-- Extracted information follows --
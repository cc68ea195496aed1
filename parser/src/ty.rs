//! Type-name parsing, shared by declarations and casts.

use common::ast::Type;
use common::error::{ParseError, ParseErrorKind};
use lexer::TokenKind;

use crate::cursor::Cursor;

pub fn parse_type(cur: &mut Cursor) -> Result<Type, ParseError> {
    let ty = match cur.peek_kind() {
        TokenKind::Noob => Type::Noob,
        TokenKind::Troof => Type::Troof,
        TokenKind::Numbr => Type::Numbr,
        TokenKind::Numbar => Type::Numbar,
        TokenKind::Yarn => Type::Yarn,
        _ => {
            return Err(cur.error_here(ParseErrorKind::UnknownLead {
                context: "a type name",
                found: cur.peek().to_string(),
            }))
        }
    };
    cur.advance();
    Ok(ty)
}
-- Extracted information concluded --
Prompt.
The response should reproduce every entry above exactly.

Answer.
repository cc68ea195496aed1
filename parser/src/ty.rs
//! Type-name parsing, shared by declarations and casts.

use common::ast::Type;
use common::error::{ParseError, ParseErrorKind};
use lexer::TokenKind;

use crate::cursor::Cursor;

pub fn parse_type(cur: &mut Cursor) -> Result<Type, ParseError> {
    let ty = match cur.peek_kind() {
        TokenKind::Noob => Type::Noob,
        TokenKind::Troof => Type::Troof,
        TokenKind::Numbr => Type::Numbr,
        TokenKind::Numbar => Type::Numbar,
        TokenKind::Yarn => Type::Yarn,
        _ => {
            return Err(cur.error_here(ParseErrorKind::UnknownLead {
                context: "a type name",
                found: cur.peek().to_string(),
            }))
        }
    };
    cur.advance();
    Ok(ty)
}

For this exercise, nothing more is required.